Dataset records:
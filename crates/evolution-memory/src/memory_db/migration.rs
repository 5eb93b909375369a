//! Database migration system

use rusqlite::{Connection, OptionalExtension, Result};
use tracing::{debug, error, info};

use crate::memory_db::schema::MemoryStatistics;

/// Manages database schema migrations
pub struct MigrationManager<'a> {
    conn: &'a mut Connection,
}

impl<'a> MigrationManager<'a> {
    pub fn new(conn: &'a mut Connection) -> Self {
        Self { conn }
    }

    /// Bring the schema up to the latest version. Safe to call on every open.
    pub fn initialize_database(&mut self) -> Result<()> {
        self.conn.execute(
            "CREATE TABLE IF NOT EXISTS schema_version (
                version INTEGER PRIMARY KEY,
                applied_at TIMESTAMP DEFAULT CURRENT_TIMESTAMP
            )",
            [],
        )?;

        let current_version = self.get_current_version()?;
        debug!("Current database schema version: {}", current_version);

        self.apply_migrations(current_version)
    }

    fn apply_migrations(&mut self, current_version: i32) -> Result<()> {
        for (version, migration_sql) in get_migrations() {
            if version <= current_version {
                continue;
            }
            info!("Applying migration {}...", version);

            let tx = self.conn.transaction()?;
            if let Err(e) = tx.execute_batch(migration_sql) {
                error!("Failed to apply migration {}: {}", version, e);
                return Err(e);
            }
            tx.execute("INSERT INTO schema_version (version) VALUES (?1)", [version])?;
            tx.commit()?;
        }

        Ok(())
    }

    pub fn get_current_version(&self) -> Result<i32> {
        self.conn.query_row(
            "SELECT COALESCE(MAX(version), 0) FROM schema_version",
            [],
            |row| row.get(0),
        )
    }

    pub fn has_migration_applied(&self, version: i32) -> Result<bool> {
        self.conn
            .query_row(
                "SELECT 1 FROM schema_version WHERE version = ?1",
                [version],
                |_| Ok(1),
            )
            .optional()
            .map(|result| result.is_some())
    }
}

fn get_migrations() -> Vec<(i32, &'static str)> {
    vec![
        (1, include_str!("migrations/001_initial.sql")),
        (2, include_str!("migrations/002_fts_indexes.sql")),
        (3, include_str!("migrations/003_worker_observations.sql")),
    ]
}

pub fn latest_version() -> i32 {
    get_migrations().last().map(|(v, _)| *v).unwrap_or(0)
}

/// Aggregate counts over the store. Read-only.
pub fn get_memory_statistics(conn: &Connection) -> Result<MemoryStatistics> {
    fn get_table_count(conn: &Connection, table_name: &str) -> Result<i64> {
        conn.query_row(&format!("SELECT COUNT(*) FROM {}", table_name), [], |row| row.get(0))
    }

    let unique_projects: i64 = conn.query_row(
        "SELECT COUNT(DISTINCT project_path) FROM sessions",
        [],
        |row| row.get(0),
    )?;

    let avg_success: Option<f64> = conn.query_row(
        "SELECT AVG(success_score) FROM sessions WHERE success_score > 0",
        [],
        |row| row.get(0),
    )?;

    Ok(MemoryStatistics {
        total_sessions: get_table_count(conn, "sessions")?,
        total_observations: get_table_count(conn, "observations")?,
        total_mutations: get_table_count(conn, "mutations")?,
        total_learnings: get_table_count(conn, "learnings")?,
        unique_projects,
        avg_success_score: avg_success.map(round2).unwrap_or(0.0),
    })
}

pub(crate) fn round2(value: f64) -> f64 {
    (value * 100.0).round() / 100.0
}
* * *
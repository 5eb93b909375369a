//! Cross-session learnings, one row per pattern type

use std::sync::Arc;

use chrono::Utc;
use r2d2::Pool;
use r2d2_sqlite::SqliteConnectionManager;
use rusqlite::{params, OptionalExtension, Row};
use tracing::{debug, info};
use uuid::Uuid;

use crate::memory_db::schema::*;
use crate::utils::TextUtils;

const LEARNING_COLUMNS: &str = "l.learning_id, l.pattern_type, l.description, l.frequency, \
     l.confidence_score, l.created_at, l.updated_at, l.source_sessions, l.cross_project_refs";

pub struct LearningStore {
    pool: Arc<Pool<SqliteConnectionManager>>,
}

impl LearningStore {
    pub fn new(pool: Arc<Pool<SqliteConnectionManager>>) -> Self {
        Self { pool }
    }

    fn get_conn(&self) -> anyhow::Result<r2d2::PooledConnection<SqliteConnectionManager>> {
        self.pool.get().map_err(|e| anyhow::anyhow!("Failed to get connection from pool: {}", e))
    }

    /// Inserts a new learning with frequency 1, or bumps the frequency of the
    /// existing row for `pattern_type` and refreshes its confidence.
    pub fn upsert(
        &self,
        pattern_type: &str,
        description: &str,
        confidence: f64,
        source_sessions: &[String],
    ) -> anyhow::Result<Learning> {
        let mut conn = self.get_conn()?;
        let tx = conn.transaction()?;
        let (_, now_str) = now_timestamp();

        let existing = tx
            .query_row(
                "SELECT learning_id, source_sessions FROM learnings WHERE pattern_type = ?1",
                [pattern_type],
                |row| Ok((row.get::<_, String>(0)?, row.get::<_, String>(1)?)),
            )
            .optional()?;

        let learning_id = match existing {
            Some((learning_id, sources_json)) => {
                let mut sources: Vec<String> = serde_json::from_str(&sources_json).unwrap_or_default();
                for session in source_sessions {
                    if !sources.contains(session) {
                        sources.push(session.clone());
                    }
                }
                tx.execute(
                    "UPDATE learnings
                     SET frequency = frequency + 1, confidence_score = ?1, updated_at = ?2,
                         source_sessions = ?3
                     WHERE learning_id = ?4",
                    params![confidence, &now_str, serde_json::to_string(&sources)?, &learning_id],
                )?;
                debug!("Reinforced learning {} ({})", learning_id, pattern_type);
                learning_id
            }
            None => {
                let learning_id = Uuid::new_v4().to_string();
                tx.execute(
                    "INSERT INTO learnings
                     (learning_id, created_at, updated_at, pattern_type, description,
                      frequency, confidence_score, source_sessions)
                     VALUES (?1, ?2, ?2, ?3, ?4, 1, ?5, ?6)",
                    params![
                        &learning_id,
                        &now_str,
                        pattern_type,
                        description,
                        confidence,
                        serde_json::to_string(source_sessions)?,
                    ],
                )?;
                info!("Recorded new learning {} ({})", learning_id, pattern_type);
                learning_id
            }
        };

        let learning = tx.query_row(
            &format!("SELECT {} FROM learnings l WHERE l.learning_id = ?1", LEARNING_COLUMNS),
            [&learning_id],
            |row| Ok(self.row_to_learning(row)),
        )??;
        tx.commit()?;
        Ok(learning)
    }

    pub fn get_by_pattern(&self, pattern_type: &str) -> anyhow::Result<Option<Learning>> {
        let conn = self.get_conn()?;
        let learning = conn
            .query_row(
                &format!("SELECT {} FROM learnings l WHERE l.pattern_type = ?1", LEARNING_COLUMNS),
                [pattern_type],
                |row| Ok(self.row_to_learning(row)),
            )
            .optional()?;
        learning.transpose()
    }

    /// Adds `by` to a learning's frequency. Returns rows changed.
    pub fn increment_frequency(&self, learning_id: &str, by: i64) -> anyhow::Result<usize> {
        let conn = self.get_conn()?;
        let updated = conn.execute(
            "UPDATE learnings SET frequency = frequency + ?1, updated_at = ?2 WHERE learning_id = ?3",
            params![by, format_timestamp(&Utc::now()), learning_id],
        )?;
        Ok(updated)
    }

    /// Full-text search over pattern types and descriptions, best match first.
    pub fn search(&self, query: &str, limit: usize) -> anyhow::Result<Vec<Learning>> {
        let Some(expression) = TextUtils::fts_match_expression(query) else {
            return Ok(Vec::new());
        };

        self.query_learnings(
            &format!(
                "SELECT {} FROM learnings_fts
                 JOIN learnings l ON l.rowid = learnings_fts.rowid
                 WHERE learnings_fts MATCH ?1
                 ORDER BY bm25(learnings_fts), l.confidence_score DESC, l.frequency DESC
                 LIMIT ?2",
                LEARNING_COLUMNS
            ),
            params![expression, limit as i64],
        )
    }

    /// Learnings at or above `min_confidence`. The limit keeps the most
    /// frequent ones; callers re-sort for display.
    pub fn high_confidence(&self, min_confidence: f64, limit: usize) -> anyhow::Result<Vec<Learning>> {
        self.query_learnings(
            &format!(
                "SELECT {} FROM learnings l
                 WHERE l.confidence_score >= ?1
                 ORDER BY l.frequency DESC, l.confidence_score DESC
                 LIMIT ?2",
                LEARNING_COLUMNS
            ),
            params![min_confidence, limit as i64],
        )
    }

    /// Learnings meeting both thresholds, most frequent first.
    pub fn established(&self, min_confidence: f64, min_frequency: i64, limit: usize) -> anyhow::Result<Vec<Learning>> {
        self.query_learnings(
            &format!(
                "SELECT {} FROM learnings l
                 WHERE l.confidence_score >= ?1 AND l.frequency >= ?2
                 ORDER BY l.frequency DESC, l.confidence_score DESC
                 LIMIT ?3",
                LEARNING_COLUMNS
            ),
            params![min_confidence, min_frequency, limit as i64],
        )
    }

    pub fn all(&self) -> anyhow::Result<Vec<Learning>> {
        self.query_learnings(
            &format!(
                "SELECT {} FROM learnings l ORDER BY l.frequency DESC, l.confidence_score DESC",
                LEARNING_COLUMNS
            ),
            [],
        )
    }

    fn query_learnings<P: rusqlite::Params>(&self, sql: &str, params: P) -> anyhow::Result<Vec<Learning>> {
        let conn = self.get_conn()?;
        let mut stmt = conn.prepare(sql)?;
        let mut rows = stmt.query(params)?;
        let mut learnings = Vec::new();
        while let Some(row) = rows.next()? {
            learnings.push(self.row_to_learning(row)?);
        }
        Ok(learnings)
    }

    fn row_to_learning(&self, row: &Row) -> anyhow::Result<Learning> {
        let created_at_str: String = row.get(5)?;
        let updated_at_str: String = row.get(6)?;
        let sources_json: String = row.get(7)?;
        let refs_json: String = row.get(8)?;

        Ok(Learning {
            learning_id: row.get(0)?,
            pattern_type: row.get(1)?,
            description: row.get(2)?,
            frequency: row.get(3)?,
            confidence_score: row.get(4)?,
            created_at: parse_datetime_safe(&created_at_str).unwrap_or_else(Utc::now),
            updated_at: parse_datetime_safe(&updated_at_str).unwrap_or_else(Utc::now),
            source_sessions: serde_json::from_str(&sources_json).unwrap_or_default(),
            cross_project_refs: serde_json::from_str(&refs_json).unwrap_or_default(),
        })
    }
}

What to produce: Check each line of the data above for the word "params" and copy the ones where it is found.

Response area:
use rusqlite::{params, OptionalExtension, Row};
                    params![confidence, &now_str, serde_json::to_string(&sources)?, &learning_id],
                    params![
            params![by, format_timestamp(&Utc::now()), learning_id],
            params![expression, limit as i64],
            params![min_confidence, limit as i64],
            params![min_confidence, min_frequency, limit as i64],
    fn query_learnings<P: rusqlite::Params>(&self, sql: &str, params: P) -> anyhow::Result<Vec<Learning>> {
        let mut rows = stmt.query(params)?;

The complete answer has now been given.